[ASSIGNMENT] In the listing below, find the line that contains "Wraps an error" and the line that contains "use crate::error::StorageResult;". Quote both and every line between them, exactly, and nothing more.

[THE INPUT]

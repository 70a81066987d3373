//! End-to-End Integration Tests
//!
//! These tests run realm imports against an ephemeral PostgreSQL instance
//! started with testcontainers.

mod common;
mod memberships;
mod reimport;
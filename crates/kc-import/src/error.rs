//! Import error types.

use std::fmt;
use std::path::PathBuf;

use kc_storage::StorageError;
use thiserror::Error;

use crate::state::ImportState;

/// Step of a realm import, attached to failures for context.
#[derive(Debug, Clone, Copy, PartialEq, Eq, Hash)]
pub enum ImportStep {
    /// Reading the realm file.
    Read,
    /// Deleting the existing realm structure.
    Teardown,
    /// Deleting users the representation re-creates.
    PurgeDefaultUsers,
    /// Recreating the realm structure.
    Rebuild,
    /// Re-pointing user association rows.
    Remap,
    /// Deleting association rows that point nowhere.
    Sweep,
    /// Service accounts and authorization settings.
    Authorization,
    /// Importing user shards.
    Users,
}

impl ImportStep {
    /// Returns the step name used in logs and reports.
    #[must_use]
    pub const fn as_str(self) -> &'static str {
        match self {
            Self::Read => "read",
            Self::Teardown => "teardown",
            Self::PurgeDefaultUsers => "purge default users",
            Self::Rebuild => "rebuild",
            Self::Remap => "remap",
            Self::Sweep => "sweep",
            Self::Authorization => "authorization",
            Self::Users => "users",
        }
    }
}

impl fmt::Display for ImportStep {
    fn fmt(&self, f: &mut fmt::Formatter<'_>) -> fmt::Result {
        f.write_str(self.as_str())
    }
}

/// Errors raised while importing realms.
#[derive(Debug, Error)]
pub enum ImportError {
    /// Invalid or missing configuration.
    #[error("Configuration error: {0}")]
    Config(String),

    /// A user shard declares a different realm than the one being imported.
    #[error(
        "Trying to import users into invalid realm. Realm name: {expected}, found realm name: {found} in {}",
        .path.display()
    )]
    RealmMismatch {
        /// File that was read.
        path: PathBuf,
        /// Realm being imported.
        expected: String,
        /// Realm named by the file.
        found: String,
    },

    /// A realm file defines a realm other than the one its name announces.
    #[error(
        "Realm file {} defines realm {found}, expected {expected}",
        .path.display()
    )]
    RealmFileMismatch {
        /// Realm file that was read.
        path: PathBuf,
        /// Realm derived from the file name.
        expected: String,
        /// Realm named inside the file.
        found: String,
    },

    /// A file could not be read.
    #[error("Failed to read {}: {source}", .path.display())]
    Io {
        /// File or directory that was read.
        path: PathBuf,
        /// Underlying error.
        source: std::io::Error,
    },

    /// A file is not a valid representation.
    #[error("Failed to parse {}: {source}", .path.display())]
    Parse {
        /// File that was parsed.
        path: PathBuf,
        /// Underlying error.
        source: serde_json::Error,
    },

    /// Storage failure.
    #[error(transparent)]
    Storage(#[from] StorageError),

    /// A representation names a role, client, scope or group that does not
    /// exist.
    #[error("Unknown {kind} '{name}'")]
    UnknownReference {
        /// Kind of object referenced.
        kind: &'static str,
        /// Name or path used in the reference.
        name: String,
    },

    /// The representation cannot be turned into a realm structure.
    #[error("Invalid realm representation: {0}")]
    Rebuild(String),

    /// A script policy was uploaded outside of a context allowing it.
    #[error("Script policy '{policy}' of client '{client}' requires script upload to be enabled")]
    ScriptPolicyRejected {
        /// Client owning the authorization settings.
        client: String,
        /// Policy name.
        policy: String,
    },

    /// The realm does not exist.
    #[error("Realm '{0}' does not exist")]
    RealmNotFound(String),

    /// The import state machine was driven out of order.
    #[error("Invalid import state transition from {from} to {to}")]
    InvalidTransition {
        /// Current state.
        from: ImportState,
        /// Requested state.
        to: ImportState,
    },

    /// A step of a realm import failed.
    #[error("Error during import realm {realm} ({step}): {source}")]
    Step {
        /// Realm being imported.
        realm: String,
        /// Failing step.
        step: ImportStep,
        /// Underlying error.
        source: Box<ImportError>,
    },
}

impl ImportError {
    /// Creates an unknown reference error.
    #[must_use]
    pub fn unknown(kind: &'static str, name: impl Into<String>) -> Self {
        Self::UnknownReference {
            kind,
            name: name.into(),
        }
    }

    /// Wraps an error with the realm and step it happened in.
    #[must_use]
    pub fn in_step(self, realm: impl Into<String>, step: ImportStep) -> Self {
        Self::Step {
            realm: realm.into(),
            step,
            source: Box::new(self),
        }
    }

    /// Returns the failing step, if the error carries one.
    #[must_use]
    pub const fn step(&self) -> Option<ImportStep> {
        match self {
            Self::Step { step, .. } => Some(*step),
            _ => None,
        }
    }

    /// Returns the innermost error, skipping step context.
    #[must_use]
    pub fn root_cause(&self) -> &Self {
        match self {
            Self::Step { source, .. } => source.root_cause(),
            other => other,
        }
    }
}

/// Result type for import operations.
pub type ImportResult<T> = Result<T, ImportError>;

/// Attaches realm and step context to fallible results.
pub trait StepContext<T> {
    /// Wraps the error, if any, with the realm and step it happened in.
    ///
    /// ## Errors
    ///
    /// Returns `ImportError::Step` wrapping the original error.
    fn in_step(self, realm: &str, step: ImportStep) -> ImportResult<T>;
}

impl<T, E> StepContext<T> for Result<T, E>
where
    E: Into<ImportError>,
{
    fn in_step(self, realm: &str, step: ImportStep) -> ImportResult<T> {
        self.map_err(|e| e.into().in_step(realm, step))
    }
}
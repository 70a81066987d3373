//! User storage trait.

use async_trait::async_trait;
use kc_model::User;
use uuid::Uuid;

use crate::error::StorageResult;

/// User rows and their association rows.
#[async_trait]
pub trait UserStore: Send {
    /// Gets a user by username within a realm.
    async fn find_user_by_username(
        &mut self,
        realm_id: Uuid,
        username: &str,
    ) -> StorageResult<Option<User>>;

    /// Gets a user by ID.
    async fn get_user(&mut self, id: Uuid) -> StorageResult<Option<User>>;

    /// Lists every user of a realm.
    async fn list_users(&mut self, realm_id: Uuid) -> StorageResult<Vec<User>>;

    /// Creates a new user.
    ///
    /// ## Errors
    ///
    /// Returns `StorageError::Duplicate` if the username is taken in the
    /// realm.
    async fn create_user(&mut self, user: &User) -> StorageResult<()>;

    /// Deletes a user row.
    ///
    /// ## Errors
    ///
    /// Returns `StorageError::NotFound` if the user doesn't exist.
    async fn delete_user(&mut self, id: Uuid) -> StorageResult<()>;

    /// Points the service account link of a user at a client.
    async fn link_service_account(&mut self, user_id: Uuid, client_id: Uuid)
    -> StorageResult<()>;

    /// Grants a role to a user.
    async fn grant_role(&mut self, user_id: Uuid, role_id: Uuid) -> StorageResult<()>;

    /// Adds a user to a group.
    async fn join_group(&mut self, user_id: Uuid, group_id: Uuid) -> StorageResult<()>;

    /// Lists the role ids mapped to a user.
    async fn list_role_mappings(&mut self, user_id: Uuid) -> StorageResult<Vec<Uuid>>;

    /// Lists the group ids a user is a member of.
    async fn list_group_memberships(&mut self, user_id: Uuid) -> StorageResult<Vec<Uuid>>;

    /// Deletes every role mapping of a user.
    async fn delete_role_mappings_by_user(&mut self, user_id: Uuid) -> StorageResult<u64>;

    /// Deletes every group membership of a user.
    async fn delete_group_memberships_by_user(&mut self, user_id: Uuid) -> StorageResult<u64>;
}
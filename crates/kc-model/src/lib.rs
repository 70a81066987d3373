//! # kc-model
//!
//! Domain models for realm import (Realm, Client, Role, Group, User).
//!
//! This crate defines the entities the import engine tears down,
//! rebuilds, and reconciles, together with the association rows that
//! link users to roles and groups.

#![forbid(unsafe_code)]
#![deny(warnings)]
#![deny(missing_docs)]

pub mod client;
pub mod group;
pub mod mapping;
pub mod realm;
pub mod role;
pub mod user;

pub use client::{Client, ClientScope};
pub use group::Group;
pub use mapping::{GroupMembership, RoleMapping};
pub use realm::{ClientInitialAccess, Realm};
pub use role::{Role, RoleKey};
pub use user::User;
//! # kc-cli
//!
//! The `kc-import` command: imports realm definition files from a
//! directory into a `PostgreSQL` database, preserving the role and group
//! assignments of existing users.

#![forbid(unsafe_code)]
#![deny(warnings)]
#![deny(missing_docs)]
#![allow(clippy::uninlined_format_args)]

pub mod cli;
pub mod commands;
pub mod config;
pub mod error;
pub mod output;

pub use cli::Cli;
pub use config::CliConfig;
pub use error::{CliError, CliResult};
//! Import configuration.
//!
//! Settings are looked up by key across an ordered list of
//! [`ConfigScope`]s; the first scope holding a key wins. Callers put
//! process-level overrides (command line flags, environment) ahead of the
//! scoped configuration file.

use std::collections::HashMap;
use std::fmt;
use std::path::PathBuf;
use std::str::FromStr;

use kc_model::realm::DEFAULT_ADMIN_REALM;

use crate::error::{ImportError, ImportResult};

/// Configuration keys.
pub mod keys {
    /// Import strategy.
    pub const STRATEGY: &str = "strategy";
    /// Single realm to import.
    pub const REALM_NAME: &str = "realmName";
    /// Directory holding realm and user files.
    pub const DIR: &str = "dir";
    /// Whether user shards are imported.
    pub const WITH_USERS: &str = "withUsers";
    /// Name of the administrative realm.
    pub const ADMIN_REALM: &str = "adminRealm";

    /// Every key understood by the importer.
    pub const ALL: [&str; 5] = [STRATEGY, REALM_NAME, DIR, WITH_USERS, ADMIN_REALM];
}

/// Prefix of environment variables read by [`EnvScope`].
pub const ENV_PREFIX: &str = "KC_MIGRATION_";

/// A source of string configuration values.
pub trait ConfigScope: Send + Sync {
    /// Gets a string configuration value.
    fn get(&self, key: &str) -> Option<&str>;

    /// Gets a boolean configuration value.
    fn get_bool(&self, key: &str, default: bool) -> bool {
        self.get(key)
            .and_then(|v| v.trim().to_ascii_lowercase().parse().ok())
            .unwrap_or(default)
    }
}

/// Configuration held in memory.
#[derive(Debug, Clone, Default)]
pub struct MapScope {
    values: HashMap<String, String>,
}

impl MapScope {
    /// Creates an empty scope.
    #[must_use]
    pub fn new() -> Self {
        Self::default()
    }

    /// Adds a value.
    #[must_use]
    pub fn with(mut self, key: impl Into<String>, value: impl Into<String>) -> Self {
        self.set(key, value);
        self
    }

    /// Sets a value, replacing any previous one.
    pub fn set(&mut self, key: impl Into<String>, value: impl Into<String>) {
        self.values.insert(key.into(), value.into());
    }

    /// Number of values held.
    #[must_use]
    pub fn len(&self) -> usize {
        self.values.len()
    }

    /// Checks if no value is held.
    #[must_use]
    pub fn is_empty(&self) -> bool {
        self.values.is_empty()
    }
}

impl<K: Into<String>, V: Into<String>> FromIterator<(K, V)> for MapScope {
    fn from_iter<I: IntoIterator<Item = (K, V)>>(iter: I) -> Self {
        Self {
            values: iter
                .into_iter()
                .map(|(k, v)| (k.into(), v.into()))
                .collect(),
        }
    }
}

impl ConfigScope for MapScope {
    fn get(&self, key: &str) -> Option<&str> {
        self.values.get(key).map(String::as_str)
    }
}

/// Configuration taken from `KC_MIGRATION_*` environment variables.
///
/// `KC_MIGRATION_REALM_NAME` maps to `realmName`, `KC_MIGRATION_WITH_USERS`
/// to `withUsers`, and so on.
#[derive(Debug, Clone, Default)]
pub struct EnvScope {
    inner: MapScope,
}

impl EnvScope {
    /// Reads the current process environment.
    #[must_use]
    pub fn from_env() -> Self {
        Self::from_vars(std::env::vars())
    }

    /// Builds the scope from explicit variables.
    #[must_use]
    pub fn from_vars<I, K, V>(vars: I) -> Self
    where
        I: IntoIterator<Item = (K, V)>,
        K: AsRef<str>,
        V: Into<String>,
    {
        let inner = vars
            .into_iter()
            .filter_map(|(name, value)| {
                env_key(name.as_ref()).map(|key| (key.to_string(), value.into()))
            })
            .collect();
        Self { inner }
    }
}

impl ConfigScope for EnvScope {
    fn get(&self, key: &str) -> Option<&str> {
        self.inner.get(key)
    }
}

/// Maps an environment variable name to its configuration key.
fn env_key(var: &str) -> Option<&'static str> {
    let suffix = var.strip_prefix(ENV_PREFIX)?;
    keys::ALL
        .into_iter()
        .find(|key| env_suffix(key) == suffix)
}

/// `realmName` becomes `REALM_NAME`.
fn env_suffix(key: &str) -> String {
    let mut out = String::with_capacity(key.len() + 4);
    for c in key.chars() {
        if c.is_ascii_uppercase() {
            out.push('_');
        }
        out.push(c.to_ascii_uppercase());
    }
    out
}

/// What to do with a realm that already exists.
#[derive(Debug, Clone, Copy, PartialEq, Eq, Default)]
pub enum Strategy {
    /// Leave existing realms untouched.
    IgnoreExisting,
    /// Tear existing realms down and rebuild them.
    #[default]
    OverwriteExisting,
}

impl FromStr for Strategy {
    type Err = ImportError;

    fn from_str(s: &str) -> Result<Self, Self::Err> {
        match s.trim().to_ascii_uppercase().replace('-', "_").as_str() {
            "IGNORE_EXISTING" => Ok(Self::IgnoreExisting),
            "OVERWRITE_EXISTING" => Ok(Self::OverwriteExisting),
            _ => Err(ImportError::Config(format!(
                "Unknown import strategy '{s}', expected IGNORE_EXISTING or OVERWRITE_EXISTING"
            ))),
        }
    }
}

impl fmt::Display for Strategy {
    fn fmt(&self, f: &mut fmt::Formatter<'_>) -> fmt::Result {
        match self {
            Self::IgnoreExisting => f.write_str("IGNORE_EXISTING"),
            Self::OverwriteExisting => f.write_str("OVERWRITE_EXISTING"),
        }
    }
}

/// Resolved import configuration.
#[derive(Debug, Clone, PartialEq, Eq)]
pub struct ImportConfig {
    /// Strategy for realms that already exist.
    pub strategy: Strategy,
    /// Import only this realm.
    pub realm_name: Option<String>,
    /// Directory holding the realm files.
    pub dir: PathBuf,
    /// Whether user shards are imported.
    pub with_users: bool,
    /// Name of the administrative realm, imported first.
    pub admin_realm: String,
}

impl ImportConfig {
    /// Creates a configuration with defaults for everything but the
    /// directory.
    #[must_use]
    pub fn new(dir: impl Into<PathBuf>) -> Self {
        Self {
            strategy: Strategy::default(),
            realm_name: None,
            dir: dir.into(),
            with_users: false,
            admin_realm: DEFAULT_ADMIN_REALM.to_string(),
        }
    }

    /// Sets the strategy.
    #[must_use]
    pub const fn with_strategy(mut self, strategy: Strategy) -> Self {
        self.strategy = strategy;
        self
    }

    /// Restricts the import to one realm.
    #[must_use]
    pub fn with_realm_name(mut self, realm: impl Into<String>) -> Self {
        self.realm_name = Some(realm.into());
        self
    }

    /// Enables user shard import.
    #[must_use]
    pub const fn with_users(mut self, with_users: bool) -> Self {
        self.with_users = with_users;
        self
    }

    /// Sets the administrative realm name.
    #[must_use]
    pub fn with_admin_realm(mut self, realm: impl Into<String>) -> Self {
        self.admin_realm = realm.into();
        self
    }

    /// Resolves the configuration from `layers`, highest precedence first.
    ///
    /// ## Errors
    ///
    /// Returns `ImportError::Config` if `dir` is missing or the strategy is
    /// not recognized.
    pub fn resolve(layers: &[&dyn ConfigScope]) -> ImportResult<Self> {
        let lookup = |key: &str| {
            layers
                .iter()
                .find_map(|scope| scope.get(key))
                .map(str::trim)
                .filter(|v| !v.is_empty())
        };

        let dir = lookup(keys::DIR).ok_or_else(|| {
            ImportError::Config(format!("'{}' is required", keys::DIR))
        })?;
        let strategy = lookup(keys::STRATEGY)
            .map(str::parse::<Strategy>)
            .transpose()?
            .unwrap_or_default();
        let with_users = layers
            .iter()
            .find(|scope| scope.get(keys::WITH_USERS).is_some())
            .is_some_and(|scope| scope.get_bool(keys::WITH_USERS, false));

        Ok(Self {
            strategy,
            realm_name: lookup(keys::REALM_NAME).map(str::to_string),
            dir: PathBuf::from(dir),
            with_users,
            admin_realm: lookup(keys::ADMIN_REALM)
                .unwrap_or(DEFAULT_ADMIN_REALM)
                .to_string(),
        })
    }
}
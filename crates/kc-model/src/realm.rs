//! Realm domain model.
//!
//! A realm is the top-level container for all entities.
//! Its name is the business key; the generated id is what every other
//! row points at.

use chrono::{DateTime, Utc};
use serde::{Deserialize, Serialize};
use uuid::Uuid;

/// Name of the administrative realm unless configured otherwise.
pub const DEFAULT_ADMIN_REALM: &str = "master";

/// An identity realm.
#[derive(Debug, Clone, PartialEq, Eq, Serialize, Deserialize)]
pub struct Realm {
    /// Unique identifier.
    pub id: Uuid,
    /// Realm name (unique, immutable).
    pub name: String,
    /// Display name.
    pub display_name: Option<String>,
    /// Whether the realm is enabled.
    pub enabled: bool,
    /// When the realm was created.
    pub created_at: DateTime<Utc>,
    /// When the realm was last updated.
    pub updated_at: DateTime<Utc>,
}

impl Realm {
    /// Creates a new enabled realm with a fresh identifier.
    #[must_use]
    pub fn new(name: impl Into<String>) -> Self {
        let now = Utc::now();
        Self {
            id: Uuid::now_v7(),
            name: name.into(),
            display_name: None,
            enabled: true,
            created_at: now,
            updated_at: now,
        }
    }

    /// Uses the given identifier instead of a generated one.
    #[must_use]
    pub const fn with_id(mut self, id: Uuid) -> Self {
        self.id = id;
        self
    }

    /// Sets the display name.
    #[must_use]
    pub fn with_display_name(mut self, name: impl Into<String>) -> Self {
        self.display_name = Some(name.into());
        self
    }

    /// Sets whether the realm is enabled.
    #[must_use]
    pub const fn with_enabled(mut self, enabled: bool) -> Self {
        self.enabled = enabled;
        self
    }

    /// Checks if this is the administrative realm.
    #[must_use]
    pub fn is_admin_realm(&self, admin_realm: &str) -> bool {
        self.name == admin_realm
    }
}

/// A pending client-registration token issued for a realm.
#[derive(Debug, Clone, PartialEq, Eq, Serialize, Deserialize)]
pub struct ClientInitialAccess {
    /// Unique identifier.
    pub id: Uuid,
    /// Realm the token was issued for.
    pub realm_id: Uuid,
    /// When the token was issued.
    pub created_at: DateTime<Utc>,
    /// Lifetime in seconds (0 = never expires).
    pub expiration: i32,
    /// Number of registrations the token allows.
    pub count: i32,
    /// Registrations left.
    pub remaining_count: i32,
}

impl ClientInitialAccess {
    /// Creates a token allowing `count` registrations.
    #[must_use]
    pub fn new(realm_id: Uuid, expiration: i32, count: i32) -> Self {
        Self {
            id: Uuid::now_v7(),
            realm_id,
            created_at: Utc::now(),
            expiration,
            count,
            remaining_count: count,
        }
    }
}

#[cfg(test)]
mod tests {
    use super::*;

    #[test]
    fn new_realm_is_enabled() {
        let realm = Realm::new("acme");

        assert_eq!(realm.name, "acme");
        assert!(realm.enabled);
        assert!(realm.display_name.is_none());
    }

    #[test]
    fn admin_realm_detected() {
        let master = Realm::new(DEFAULT_ADMIN_REALM);
        let other = Realm::new("acme");

        assert!(master.is_admin_realm("master"));
        assert!(!other.is_admin_realm("master"));
    }

    #[test]
    fn preserved_id_is_kept() {
        let id = Uuid::now_v7();
        let realm = Realm::new("acme").with_id(id).with_enabled(false);

        assert_eq!(realm.id, id);
        assert!(!realm.enabled);
    }

    #[test]
    fn initial_access_starts_full() {
        let token = ClientInitialAccess::new(Uuid::now_v7(), 3600, 5);
        assert_eq!(token.remaining_count, 5);
    }
}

[EXPECTED OUTPUT]
    /// Wraps an error with the realm and step it happened in.
    #[must_use]
    pub fn in_step(self, realm: impl Into<String>, step: ImportStep) -> Self {
        Self::Step {
            realm: realm.into(),
            step,
            source: Box::new(self),
        }
    }

    /// Returns the failing step, if the error carries one.
    #[must_use]
    pub const fn step(&self) -> Option<ImportStep> {
        match self {
            Self::Step { step, .. } => Some(*step),
            _ => None,
        }
    }

    /// Returns the innermost error, skipping step context.
    #[must_use]
    pub fn root_cause(&self) -> &Self {
        match self {
            Self::Step { source, .. } => source.root_cause(),
            other => other,
        }
    }
}

/// Result type for import operations.
pub type ImportResult<T> = Result<T, ImportError>;

/// Attaches realm and step context to fallible results.
pub trait StepContext<T> {
    /// Wraps the error, if any, with the realm and step it happened in.
    ///
    /// ## Errors
    ///
    /// Returns `ImportError::Step` wrapping the original error.
    fn in_step(self, realm: &str, step: ImportStep) -> ImportResult<T>;
}

impl<T, E> StepContext<T> for Result<T, E>
where
    E: Into<ImportError>,
{
    fn in_step(self, realm: &str, step: ImportStep) -> ImportResult<T> {
        self.map_err(|e| e.into().in_step(realm, step))
    }
}
repository 70a81066987d3373
//! User storage trait.

use async_trait::async_trait;
use kc_model::User;
use uuid::Uuid;

use crate::error::StorageResult;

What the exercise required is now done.